Corn prices struggle to find a pattern despite increased exports

  • A pair of early-June Crop Progress updates had corn 97% planted and 72% rated good/excellent, while the June WASDE shaved ending stocks only slightly—insufficient to spark fresh bull interest.
  • Exporters booked about 0.9 MMT of old-crop corn in the latest weekly FAS report—respectable but not stellar—just as EIA data showed ethanol output slipping 1% and inventories climbing 2%, hinting at tepid domestic offtake.
  • CONAB nudged its 2024/25 corn estimate up to roughly 130 MMT and early safrinha harvest reports remained strong, ensuring FOB Santos offers stayed well below U.S. Gulf values and capping any CBOT bounce.

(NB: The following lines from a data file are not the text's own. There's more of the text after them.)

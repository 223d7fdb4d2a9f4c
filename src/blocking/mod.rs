//! Blocking facades: every call sends exactly one request and waits for it.
mod geocoder;
mod transport;

pub use self::geocoder::{Geocoder, ReverseGeocoder};
pub use self::transport::{HttpTransport, Transport};

use crate::{Candidate, GeocodeRequest, GeocodingError, Location};

/// Reverse-geocode a location.
///
/// This trait represents the most simple and minimal implementation
/// available from a given geocoding provider: at most one address, as a `Candidate`
/// without a score.
///
/// Examples
///
/// ```no_run
/// use geocoder_facade::blocking::{Reverse, ReverseGeocoder};
/// use geocoder_facade::{Esri, Location};
///
/// let esri = ReverseGeocoder::new(Esri::new()).unwrap();
/// let location = Location::new(-76.93067442482834, 38.84717175217679).unwrap();
/// let res = esri.reverse(&location).unwrap();
/// assert_eq!(
///     res.unwrap().address(),
///     "4600 Silver Hill Road, Suitland, Maryland, 20746"
/// );
/// ```
pub trait Reverse {
    fn reverse(&self, location: &Location) -> Result<Option<Candidate>, GeocodingError>;
}

/// Forward-geocode an address.
///
/// Returns one or more candidates; a provider answering with zero matches yields
/// `GeocodingError::NoCandidatesFound` rather than an empty `Vec`.
///
/// Examples
///
/// ```no_run
/// use geocoder_facade::blocking::{Forward, Geocoder};
/// use geocoder_facade::{Census, GeocodeRequest, SpatialReference};
///
/// let census = Geocoder::new(Census::new()).unwrap();
/// let request = GeocodeRequest::new(
///     "4600 Silver Hill Rd, Washington, DC, 20233",
///     SpatialReference::WGS84,
/// );
/// let res = census.forward(&request).unwrap();
/// assert_eq!(res.len(), 1);
/// ```
pub trait Forward {
    fn forward(&self, request: &GeocodeRequest) -> Result<Vec<Candidate>, GeocodingError>;
}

  • The EU’s re-imposed grain quotas curb Ukrainian feed-grain access, while simultaneous U.S.–Vietnam talks (backed by MoUs to buy U.S. feed grains) hint at future demand re-routing; for now, neither development has offset the weight of ample world supply.
Soybeans

Soybean futures reach $10.5

  • USDA had about 90 % of soybeans planted and 68 % rated good/excellent in its first June progress report, with conditions holding near that level a week later—ample evidence of a comfortable new-crop supply that kept a weather premium from building.
  • CONAB nudged its record 2024/25 production call up to ≈169 MMT, while ANEC vessel line-ups show 12–15 MMT of beans sailing in June, leaving FOB Paranaguá sharply under U.S. Gulf and weighing on Chicago spreads.

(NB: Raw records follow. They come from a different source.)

//! Bulletin endpoints
//!
//! `GET /v2/jma/quake`, `GET /v2/jma/quake/:id`, `GET /v2/jma/tsunami` and
//! `GET /v2/jma/tsunami/:id`.

use axum::{
    extract::{rejection::QueryRejection, Path, Query, State},
    Json,
};
use serde_json::Value;

use super::params::{bind, quake_params, tsunami_params, QuakeQuery, QueryPairs, TsunamiQuery};
use crate::error::ApiResult;
use crate::{service, AppState};

/// GET /v2/jma/quake
///
/// Earthquake bulletins filtered by date, type, magnitude, scale and
/// per-prefecture observed scale.
pub async fn search_quake(
    State(state): State<AppState>,
    query: Result<Query<QuakeQuery>, QueryRejection>,
    Query(pairs): Query<Vec<(String, String)>>,
) -> ApiResult<Json<Vec<Value>>> {
    let params = quake_params(bind(query)?, &QueryPairs::new(pairs))?;
    Ok(Json(service::search_quake(&state.store, &params).await?))
}

/// GET /v2/jma/quake/:id
pub async fn get_quake(
    State(state): State<AppState>,
    Path(id): Path<String>,
) -> ApiResult<Json<Value>> {
    Ok(Json(service::get_quake(&state.store, &id).await?))
}

/// GET /v2/jma/tsunami
pub async fn search_tsunami(
    State(state): State<AppState>,
    query: Result<Query<TsunamiQuery>, QueryRejection>,
) -> ApiResult<Json<Vec<Value>>> {
    let params = tsunami_params(bind(query)?)?;
    Ok(Json(service::search_tsunami(&state.store, &params).await?))
}

/// GET /v2/jma/tsunami/:id
pub async fn get_tsunami(
    State(state): State<AppState>,
    Path(id): Path<String>,
) -> ApiResult<Json<Value>> {
    Ok(Json(service::get_tsunami(&state.store, &id).await?))
}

  • In the week ended June 12 U.S. exporters booked 539 kt of old-crop sales, the best weekly tally in two months, yet purchases were led by Europe and Mexico; Chinese buying remained minimal.
  • A mid-June Reuters report detailed Beijing’s push to cut soymeal inclusion in feed to 10 % this decade—an initiative that could trim imports by ≈10 MMT per year and added a geopolitical headwind for CBOT bulls.